┌─ Information given

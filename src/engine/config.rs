//! Configuration for the search engine.

use std::path::Path;

use serde::{Deserialize, Serialize};

use crate::analysis::tokenizer::ngram::{DEFAULT_MAX_GRAM, DEFAULT_MIN_GRAM, NgramTokenizer};
use crate::error::{MicrosearchError, Result};
use crate::index::partition::PartitionStrategy;
use crate::index::shard::ShardLocking;
use crate::storage::StorageConfig;

/// A small list of common English words that add little to relevance.
pub const ENGLISH_STOP_WORDS: &[&str] = &[
    "a", "an", "and", "are", "as", "at", "be", "but", "by", "for", "if", "in", "into", "is", "it",
    "no", "not", "of", "on", "or", "s", "such", "t", "that", "the", "their", "then", "there",
    "these", "they", "this", "to", "was", "will", "with",
];

/// Settings fixed when an engine is opened.
///
/// The gram range and partition strategy shape the on-disk index and are
/// recorded in its manifest; reopening an index with different values is
/// rejected. Everything else may change between runs.
///
/// # Example
///
/// ```
/// use microsearch::engine::config::EngineConfig;
/// use microsearch::index::ShardLocking;
///
/// let config = EngineConfig::default()
///     .with_min_gram(2)
///     .with_max_gram(4)
///     .with_locking(ShardLocking::PerShard);
/// assert!(config.validate().is_ok());
/// ```
#[derive(Debug, Clone, Serialize, Deserialize)]
#[serde(default)]
pub struct EngineConfig {
    /// Shortest n-gram emitted for words longer than this.
    pub min_gram: usize,

    /// Longest n-gram emitted.
    pub max_gram: usize,

    /// Words skipped by the tokenizer. Empty by default.
    pub stop_words: Vec<String>,

    /// How terms are assigned to shard files.
    pub partition: PartitionStrategy,

    /// Coordination between concurrent writers in this process.
    pub locking: ShardLocking,

    /// Keep a copy of every indexed document for retrieval with hits.
    pub store_documents: bool,

    /// Storage backend settings.
    pub storage: StorageConfig,
}

impl Default for EngineConfig {
    fn default() -> Self {
        EngineConfig {
            min_gram: DEFAULT_MIN_GRAM,
            max_gram: DEFAULT_MAX_GRAM,
            stop_words: Vec::new(),
            partition: PartitionStrategy::default(),
            locking: ShardLocking::default(),
            store_documents: true,
            storage: StorageConfig::default(),
        }
    }
}

impl EngineConfig {
    /// Load a configuration from a JSON file. Missing keys take defaults.
    pub fn from_file<P: AsRef<Path>>(path: P) -> Result<Self> {
        let path = path.as_ref();
        let bytes = std::fs::read(path).map_err(|e| {
            MicrosearchError::invalid_config(format!("cannot read {}: {e}", path.display()))
        })?;
        let config: EngineConfig = serde_json::from_slice(&bytes).map_err(|e| {
            MicrosearchError::invalid_config(format!("cannot parse {}: {e}", path.display()))
        })?;
        config.validate()?;
        Ok(config)
    }

    /// Check the gram range.
    pub fn validate(&self) -> Result<()> {
        if self.min_gram == 0 {
            return Err(MicrosearchError::invalid_config(
                "min_gram must be at least 1",
            ));
        }
        if self.max_gram < self.min_gram {
            return Err(MicrosearchError::invalid_config(format!(
                "max_gram ({}) must be >= min_gram ({})",
                self.max_gram, self.min_gram
            )));
        }
        Ok(())
    }

    pub fn with_min_gram(mut self, min_gram: usize) -> Self {
        self.min_gram = min_gram;
        self
    }

    pub fn with_max_gram(mut self, max_gram: usize) -> Self {
        self.max_gram = max_gram;
        self
    }

    pub fn with_stop_words<I, S>(mut self, words: I) -> Self
    where
        I: IntoIterator<Item = S>,
        S: Into<String>,
    {
        self.stop_words = words.into_iter().map(Into::into).collect();
        self
    }

    /// Use [`ENGLISH_STOP_WORDS`].
    pub fn with_english_stop_words(self) -> Self {
        self.with_stop_words(ENGLISH_STOP_WORDS.iter().copied())
    }

    pub fn with_partition(mut self, partition: PartitionStrategy) -> Self {
        self.partition = partition;
        self
    }

    pub fn with_locking(mut self, locking: ShardLocking) -> Self {
        self.locking = locking;
        self
    }

    pub fn with_store_documents(mut self, store_documents: bool) -> Self {
        self.store_documents = store_documents;
        self
    }

    pub fn with_storage(mut self, storage: StorageConfig) -> Self {
        self.storage = storage;
        self
    }

    /// Build the tokenizer these settings describe.
    pub fn tokenizer(&self) -> Result<NgramTokenizer> {
        self.validate()?;
        Ok(NgramTokenizer::new(self.min_gram, self.max_gram)?
            .with_stop_words(self.stop_words.iter().map(|w| w.to_lowercase())))
    }
}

└─

About this exercise: Retype exactly the span of lines from the one with "use crate::index::shard::ShardLocking;" through the one with "pub const ENGLISH_STOP_WORDS: &[&str]"; include both ends and omit the rest of the material.

Written solution:
use crate::index::shard::ShardLocking;
use crate::storage::StorageConfig;

/// A small list of common English words that add little to relevance.
pub const ENGLISH_STOP_WORDS: &[&str] = &[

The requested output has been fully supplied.